## Material for this task
__________________________________________________
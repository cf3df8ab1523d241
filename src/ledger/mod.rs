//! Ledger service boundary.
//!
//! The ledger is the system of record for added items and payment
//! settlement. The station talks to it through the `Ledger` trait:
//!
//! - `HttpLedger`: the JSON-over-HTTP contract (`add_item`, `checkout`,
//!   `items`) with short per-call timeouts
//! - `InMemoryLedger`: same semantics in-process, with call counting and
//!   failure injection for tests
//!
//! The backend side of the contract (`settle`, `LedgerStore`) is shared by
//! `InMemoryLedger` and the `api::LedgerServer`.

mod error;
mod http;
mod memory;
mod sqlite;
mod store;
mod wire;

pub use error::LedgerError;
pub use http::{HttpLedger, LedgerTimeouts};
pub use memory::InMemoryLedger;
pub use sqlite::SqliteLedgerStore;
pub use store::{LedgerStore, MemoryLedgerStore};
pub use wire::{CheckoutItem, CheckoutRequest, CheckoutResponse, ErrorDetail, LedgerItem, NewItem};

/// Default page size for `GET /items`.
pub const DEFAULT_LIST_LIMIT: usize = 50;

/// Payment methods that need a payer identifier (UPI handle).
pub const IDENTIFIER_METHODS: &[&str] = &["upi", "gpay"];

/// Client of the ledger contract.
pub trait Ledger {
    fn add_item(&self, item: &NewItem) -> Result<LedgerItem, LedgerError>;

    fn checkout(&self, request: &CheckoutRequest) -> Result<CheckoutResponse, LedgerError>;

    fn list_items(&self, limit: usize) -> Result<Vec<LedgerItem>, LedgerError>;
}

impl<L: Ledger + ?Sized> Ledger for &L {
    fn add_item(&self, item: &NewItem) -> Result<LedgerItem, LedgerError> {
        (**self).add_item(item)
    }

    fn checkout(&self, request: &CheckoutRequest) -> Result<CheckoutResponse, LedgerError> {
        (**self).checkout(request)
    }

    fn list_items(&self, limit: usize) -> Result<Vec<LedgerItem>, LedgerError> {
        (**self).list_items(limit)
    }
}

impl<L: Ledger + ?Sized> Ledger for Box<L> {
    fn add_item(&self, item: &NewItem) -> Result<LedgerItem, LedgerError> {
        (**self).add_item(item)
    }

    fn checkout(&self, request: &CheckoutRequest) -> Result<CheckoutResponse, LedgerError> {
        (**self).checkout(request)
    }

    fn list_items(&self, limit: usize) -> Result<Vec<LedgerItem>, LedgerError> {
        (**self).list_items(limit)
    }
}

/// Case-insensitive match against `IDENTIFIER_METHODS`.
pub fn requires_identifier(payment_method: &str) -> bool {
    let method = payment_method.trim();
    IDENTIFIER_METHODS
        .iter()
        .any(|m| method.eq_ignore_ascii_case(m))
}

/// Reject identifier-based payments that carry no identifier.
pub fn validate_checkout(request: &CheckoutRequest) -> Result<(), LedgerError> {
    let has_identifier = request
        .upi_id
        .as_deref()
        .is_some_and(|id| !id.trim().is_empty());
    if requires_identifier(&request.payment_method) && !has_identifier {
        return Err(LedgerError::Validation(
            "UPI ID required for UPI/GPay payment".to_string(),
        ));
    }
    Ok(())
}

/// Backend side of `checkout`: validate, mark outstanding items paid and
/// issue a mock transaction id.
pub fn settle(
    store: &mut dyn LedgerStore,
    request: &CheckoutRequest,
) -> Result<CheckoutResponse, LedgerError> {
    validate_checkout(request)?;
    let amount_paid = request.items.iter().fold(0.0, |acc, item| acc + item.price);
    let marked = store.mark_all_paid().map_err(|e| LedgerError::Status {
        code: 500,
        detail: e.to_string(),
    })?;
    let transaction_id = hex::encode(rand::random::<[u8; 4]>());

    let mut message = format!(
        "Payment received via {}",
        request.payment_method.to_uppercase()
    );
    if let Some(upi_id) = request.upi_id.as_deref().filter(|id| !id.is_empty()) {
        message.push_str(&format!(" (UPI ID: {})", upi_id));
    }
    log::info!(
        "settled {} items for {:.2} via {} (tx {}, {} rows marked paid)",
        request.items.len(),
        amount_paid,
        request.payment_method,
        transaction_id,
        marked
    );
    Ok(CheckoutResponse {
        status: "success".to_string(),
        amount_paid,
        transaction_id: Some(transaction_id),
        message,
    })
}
__________________________________________________
## What you are asked to do
Repeat the whole listing exactly.

## Solution to this task
repository cf3df8ab1523d241
filename src/ledger/mod.rs
//! Ledger service boundary.
//!
//! The ledger is the system of record for added items and payment
//! settlement. The station talks to it through the `Ledger` trait:
//!
//! - `HttpLedger`: the JSON-over-HTTP contract (`add_item`, `checkout`,
//!   `items`) with short per-call timeouts
//! - `InMemoryLedger`: same semantics in-process, with call counting and
//!   failure injection for tests
//!
//! The backend side of the contract (`settle`, `LedgerStore`) is shared by
//! `InMemoryLedger` and the `api::LedgerServer`.

mod error;
mod http;
mod memory;
mod sqlite;
mod store;
mod wire;

pub use error::LedgerError;
pub use http::{HttpLedger, LedgerTimeouts};
pub use memory::InMemoryLedger;
pub use sqlite::SqliteLedgerStore;
pub use store::{LedgerStore, MemoryLedgerStore};
pub use wire::{CheckoutItem, CheckoutRequest, CheckoutResponse, ErrorDetail, LedgerItem, NewItem};

/// Default page size for `GET /items`.
pub const DEFAULT_LIST_LIMIT: usize = 50;

/// Payment methods that need a payer identifier (UPI handle).
pub const IDENTIFIER_METHODS: &[&str] = &["upi", "gpay"];

/// Client of the ledger contract.
pub trait Ledger {
    fn add_item(&self, item: &NewItem) -> Result<LedgerItem, LedgerError>;

    fn checkout(&self, request: &CheckoutRequest) -> Result<CheckoutResponse, LedgerError>;

    fn list_items(&self, limit: usize) -> Result<Vec<LedgerItem>, LedgerError>;
}

impl<L: Ledger + ?Sized> Ledger for &L {
    fn add_item(&self, item: &NewItem) -> Result<LedgerItem, LedgerError> {
        (**self).add_item(item)
    }

    fn checkout(&self, request: &CheckoutRequest) -> Result<CheckoutResponse, LedgerError> {
        (**self).checkout(request)
    }

    fn list_items(&self, limit: usize) -> Result<Vec<LedgerItem>, LedgerError> {
        (**self).list_items(limit)
    }
}

impl<L: Ledger + ?Sized> Ledger for Box<L> {
    fn add_item(&self, item: &NewItem) -> Result<LedgerItem, LedgerError> {
        (**self).add_item(item)
    }

    fn checkout(&self, request: &CheckoutRequest) -> Result<CheckoutResponse, LedgerError> {
        (**self).checkout(request)
    }

    fn list_items(&self, limit: usize) -> Result<Vec<LedgerItem>, LedgerError> {
        (**self).list_items(limit)
    }
}

/// Case-insensitive match against `IDENTIFIER_METHODS`.
pub fn requires_identifier(payment_method: &str) -> bool {
    let method = payment_method.trim();
    IDENTIFIER_METHODS
        .iter()
        .any(|m| method.eq_ignore_ascii_case(m))
}

/// Reject identifier-based payments that carry no identifier.
pub fn validate_checkout(request: &CheckoutRequest) -> Result<(), LedgerError> {
    let has_identifier = request
        .upi_id
        .as_deref()
        .is_some_and(|id| !id.trim().is_empty());
    if requires_identifier(&request.payment_method) && !has_identifier {
        return Err(LedgerError::Validation(
            "UPI ID required for UPI/GPay payment".to_string(),
        ));
    }
    Ok(())
}

/// Backend side of `checkout`: validate, mark outstanding items paid and
/// issue a mock transaction id.
pub fn settle(
    store: &mut dyn LedgerStore,
    request: &CheckoutRequest,
) -> Result<CheckoutResponse, LedgerError> {
    validate_checkout(request)?;
    let amount_paid = request.items.iter().fold(0.0, |acc, item| acc + item.price);
    let marked = store.mark_all_paid().map_err(|e| LedgerError::Status {
        code: 500,
        detail: e.to_string(),
    })?;
    let transaction_id = hex::encode(rand::random::<[u8; 4]>());

    let mut message = format!(
        "Payment received via {}",
        request.payment_method.to_uppercase()
    );
    if let Some(upi_id) = request.upi_id.as_deref().filter(|id| !id.is_empty()) {
        message.push_str(&format!(" (UPI ID: {})", upi_id));
    }
    log::info!(
        "settled {} items for {:.2} via {} (tx {}, {} rows marked paid)",
        request.items.len(),
        amount_paid,
        request.payment_method,
        transaction_id,
        marked
    );
    Ok(CheckoutResponse {
        status: "success".to_string(),
        amount_paid,
        transaction_id: Some(transaction_id),
        message,
    })
}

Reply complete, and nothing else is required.